This paper uses the soft set concept defined by Molodtsov and the concept of rough set initiated by Pawlack to provide a formalization of the basic operations of ontologies while taking into consideration the vagueness in data representation.

The rest of the paper is organized as follows: Section 2 reviews the concept of description logics as ontologies languages as well as the concepts of soft set and rough set. In Section 3, a way of representing uncertainty is defined. Ontological algebraic operations and their properties are defined in Section 4. Section 5 presents some related works and finally, and Section 6 concludes the work.

2. Preliminaries

In this section, we present the basic notions of description logics (DLs) [5] as ontology language and also present the concepts of soft set [6] and the theory of rough set [7] [8] as some of the mathematical tools for handling uncertainty in data.

2.1. Description Logic

Because of their inference capability and their computational simplicity, DLs are used to provide a logical formalization for ontologies and the Semantic Web. DLs are family of knowledge representation formalisms which can be used to represent the terminological knowledge of an application domain in a structured and formally well-understood way. Well understood means that there is no ambiguity in interpreting their meaning by both humans and computer systems. They are characterized by the use of various constructors to build complex concepts from simpler ones, an emphasis on the decidability of key reasoning tasks, and by the provision of sound, complete and (empirically) tractable reasoning services [9] . Inference capability of DLs makes it possible to use logical deduction to infer additional information from the facts stated explicitly in an ontology [10] . DLs are made up of the following components:

•   Instances, which denote singular entities in our domain of interest, for example, the set of instance can be defined as I = {Peter, Mary, Amina, Tunde, Musa, Halima, John}.

•   Concepts, which are collections or kinds of things, for example, the set of concepts can be defined as C = {Person, Man, Woman, Parent, GrandMother, Father, Mother, MotherWithManyChildren, Wife, MotherWithoutDaughter }.

•   Attributes, which describe the aspects, properties, features, characteristics, or parameters that objects can have. For example, the set of attributes can be defined as A = {Female, Male, Tall, Beautiful, Far, voluminous}.

•   Relations, which describe the ways in which concepts and individuals can be related to one another. For example, the set of Relations can be defined as R = {MotherOf, FatherOf, HusbandOf, HasChild, HasHusband}.

•   It is customary to separate them into three groups: assertional (ABox) axioms, terminological (TBox) axioms and relational (RBox) axioms.

•   ABox axioms capture knowledge about named individuals.

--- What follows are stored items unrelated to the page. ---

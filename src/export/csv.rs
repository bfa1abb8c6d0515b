//! CSV export: one row per task, every field quoted

use super::ExportFile;
use crate::model::{CompletionState, Group, all_tasks};

pub const CSV_FILENAME: &str = "checklist.csv";
pub const CSV_HEADER: &str = "id,text,completed,timestamp,points,note";

/// Flatten all tasks into `checklist.csv`
///
/// The note has no natural place in a per-task table, so it is repeated on
/// every row with newlines collapsed to spaces.
pub fn export_csv(groups: &[Group], state: &CompletionState, note: &str) -> ExportFile {
    let note = note.replace('\n', " ");

    let mut lines = vec![CSV_HEADER.to_string()];
    for task in all_tasks(groups) {
        let record = state.get(task.id);
        let completed = if record.is_some_and(|r| r.completed) {
            "yes"
        } else {
            "no"
        };
        let timestamp = record
            .and_then(|r| r.completed_at.as_deref())
            .unwrap_or_default();

        let fields = [
            task.id.to_string(),
            task.text.clone(),
            completed.to_string(),
            timestamp.to_string(),
            task.points.to_string(),
            note.clone(),
        ];
        let row: Vec<String> = fields.iter().map(|f| quote(f)).collect();
        lines.push(row.join(","));
    }

    ExportFile {
        filename: CSV_FILENAME,
        mime: "text/csv",
        content: lines.join("\n"),
    }
}

/// Wrap in double quotes, doubling embedded quotes
fn quote(field: &str) -> String {
    format!("\"{}\"", field.replace('"', "\"\""))
}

•   For example, Father (peter) is a concept asserting that peter is an instance of the concept Father. hasChild (peter, amina) is a role assertions which asserts that peter is the parent of amina.

•   TBox axioms describe relationships between concepts. For example, the general concept inclusion such as Mother ⊑ Parent which defines Mother as subsumed by the concept Parent. Figure 1 defined in [5] shows a sample TBox describing the family relationship.

•   RBox axioms refer to properties of roles.

It captures interdependencies between the roles of the considered knowledge base. For example the role inclusion motherOf ⊑ parentOf.

An interpretation I = (∆^I, .^I) consists of a set ∆^I called the domain of I, and an interpretation function ^.I that maps each atomic concept A to a set A^I ⊆ ∆^I, every role R to a binary relation R^I , subset of ∆^I ´ ∆^I and each individual name a to an element. For example an interpretation of the concept Father may be {musa, peter}. Which means that, musa and peter satisfy all the properties of the concept Father as defined in the TBox of Figure 1.

An ontology is said to be satisfiable if an interpretation exists that satisfy all its axioms. When an ontology is not satisfied in any interpretation, it is said to be unsatisfiable or inconsistent.

There exist several DLs and they are classified based on the types of constructors and axioms that they allow, which are often a subset of the constructors in SROIQ. The description logic ALC is the fragment of SROIQ that allows no RBox axioms and only ⊓, ⊔, ¬, ∃ and ∀ as its concept constructors. The extension of ALC to include transitively closed primitive roles is traditionally denoted by the letter S. This basic DL is extended in several ways. Some other letters used in DL names hint a particular constructor, such as inverse roles I, nominals O (i.e., concepts having exactly one instance), qualified number restrictions Q, and role hierarchies H. So, for example, the DL named SHIQ is obtained from S by allowing additionally the role hierarchies, inverse roles and qualified number restrictions. The letter R most commonly refers to the presence of role inclusions, local reflexivity, self, and the universal role U, as well as the additional role characteristics of transitivity, symmetry, asymmetry, role disjointedness, reflexivity, and irreflexivity [10] .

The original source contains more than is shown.